A coação administrativa direta somente torna-se ilegítima quando é empregada de forma arbitrária pelos agentes policiais, que passam a praticar atos denominados de abuso de autoridade, o que resulta em responsabilidade para o Estado. O emprego da força deve ser legítimo e estar voltado para a preservação da ordem pública e dos direitos e garantias fundamentais do cidadão, e deve ser empregado sem excessos e apenas quando necessário.

Segundo alguns estudiosos, o Estado responde até mesmo quando este é omisso no exercício de suas funções. O cidadão por força do Estatuto do Desarmamento não pode mais ter ou possuir arma. Se este se sentir lesado em razão da demora do Estado na prestação de suas funções com base na teoria do risco administrativo e com fundamento no art. 37, § 6 º, da Constituição Federal, poderá propor junto ao Poder Judiciário uma ação de indenização buscando a reparação do dano suportado. A imposição de determinadas limitações traz para a Administração Pública certos ônus que são decorrentes das funções por ela desenvolvidas, que devem estar voltadas exclusivamente para o bem estar dos brasileiros ou estrangeiros residentes no país.

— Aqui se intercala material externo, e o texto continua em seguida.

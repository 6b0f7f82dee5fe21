use thiserror::Error;

use crate::metadata::tables::TableId;

macro_rules! malformed_error {
    // Single string version
    ($msg:expr) => {
        crate::Error::Malformed {
            message: $msg.to_string(),
            file: file!(),
            line: line!(),
        }
    };

    // Format string with arguments version
    ($fmt:expr, $($arg:tt)*) => {
        crate::Error::Malformed {
            message: format!($fmt, $($arg)*),
            file: file!(),
            line: line!(),
        }
    };
}

macro_rules! out_of_bounds_error {
    () => {
        crate::Error::OutOfBounds {
            file: file!(),
            line: line!(),
        }
    };
}

/// The generic Error type, which provides coverage for all errors this library can potentially
/// return.
///
/// Only recoverable conditions are represented here. Internal consistency faults (a column
/// with a width outside of 1, 2 or 4 bytes, a chunk that is emitted before it was laid out)
/// are programming errors and abort with a panic instead.
///
/// # Error Categories
///
/// ## Malformed input
/// - [`Error::Malformed`] - Corrupted or invalid file structure
/// - [`Error::OutOfBounds`] - Attempted to read beyond the provided data
/// - [`Error::BadImageFormat`] - A row id outside of its table was used to build a row
/// - [`Error::NotSupported`] - Unsupported file format or feature
/// - [`Error::Empty`] - Empty input provided
///
/// ## I/O and external errors
/// - [`Error::FileError`] - Filesystem I/O errors
/// - [`Error::GoblinErr`] - PE parsing errors from the goblin crate
///
/// ## Model and writer errors
/// - [`Error::ModuleDropped`] - A row outlived the module that backs it
/// - [`Error::RowNotRegistered`] - A user created row is referenced but unknown to the module
/// - [`Error::WriteLayoutFailed`] - The writer could not produce a consistent layout
/// - [`Error::RecursionLimit`] - Maximum recursion depth exceeded
///
/// # Examples
///
/// ```rust,no_run
/// use dotmodel::{Error, File, ModuleDef};
/// use std::path::Path;
///
/// match File::from_file(Path::new("assembly.dll")).and_then(ModuleDef::load) {
///     Ok(module) => println!("{} types", module.type_def_count()),
///     Err(Error::BadImageFormat { table, rid }) => eprintln!("{:?} rid {} is invalid", table, rid),
///     Err(Error::Malformed { message, file, line }) => {
///         eprintln!("Malformed file: {} ({}:{})", message, file, line)
///     }
///     Err(e) => eprintln!("Other error: {}", e),
/// }
/// ```
#[derive(Error, Debug)]
pub enum Error {
    /// The file is damaged and could not be parsed.
    ///
    /// The error includes the source location where the malformation was detected for
    /// debugging purposes.
    #[error("Malformed - {file}:{line}: {message}")]
    Malformed {
        /// The message to be printed for the Malformed error
        message: String,
        /// The source file in which this error occured
        file: &'static str,
        /// The source line in which this error occured
        line: u32,
    },

    /// An out of bound access was attempted while parsing the file.
    #[error("Out of Bound read would have occurred! - {file}:{line}")]
    OutOfBounds {
        /// The source file in which this error occured
        file: &'static str,
        /// The source line in which this error occured
        line: u32,
    },

    /// A row id does not exist in the table it was supposed to address.
    ///
    /// Raised when an image-backed row is constructed for a rid that is 0 or larger than the
    /// row count of its table.
    #[error("{table:?} rid {rid} does not exist")]
    BadImageFormat {
        /// The table that was addressed
        table: TableId,
        /// The offending row id
        rid: u32,
    },

    /// This file type is not supported.
    #[error("This file type is not supported")]
    NotSupported,

    /// Provided input was empty.
    #[error("Provided input was empty")]
    Empty,

    /// File I/O error.
    #[error("{0}")]
    FileError(#[from] std::io::Error),

    /// Error from the goblin crate during PE parsing.
    #[error("{0}")]
    GoblinErr(#[from] goblin::error::Error),

    /// The module that owns an image-backed row has been dropped.
    ///
    /// Rows only keep a weak reference to their module, lazily materializing a collection
    /// after the module is gone is therefore impossible.
    #[error("The module backing this row has been dropped")]
    ModuleDropped,

    /// A user created row is referenced by the graph, but was never added to the module.
    ///
    /// User rows of reference tables (`TypeRef`, `TypeSpec`, `MemberRef`) have to be registered
    /// with the module, so that the writer can assign their row id.
    #[error("A user created {0:?} row is referenced but was never added to the module")]
    RowNotRegistered(TableId),

    /// The writer failed to compute a consistent layout for the output.
    #[error("Write layout failed - {message}")]
    WriteLayoutFailed {
        /// Description of the failure
        message: String,
    },

    /// Recursion limit reached.
    #[error("Reach the maximum recursion level allowed - {0}")]
    RecursionLimit(usize),

    /// Generic error for miscellaneous failures.
    #[error("{0}")]
    Error(String),
}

--------------------------------------------------------------------

[1] MAYER, Otto. Derecho Administrativo Alemán. Buenos Aires : Editorial de Palma Bueno Aires, tomo II, 1950. p. 141.

[2] MAYER, Otto, op. cit., p. 142-143.

[3] MAYER, Otto, op. cit., p. 148.

[4] MAYER, Otto, op. cit., p. 114.

Disponível na internet: www.ibccrim.org.br, 26.04.2004.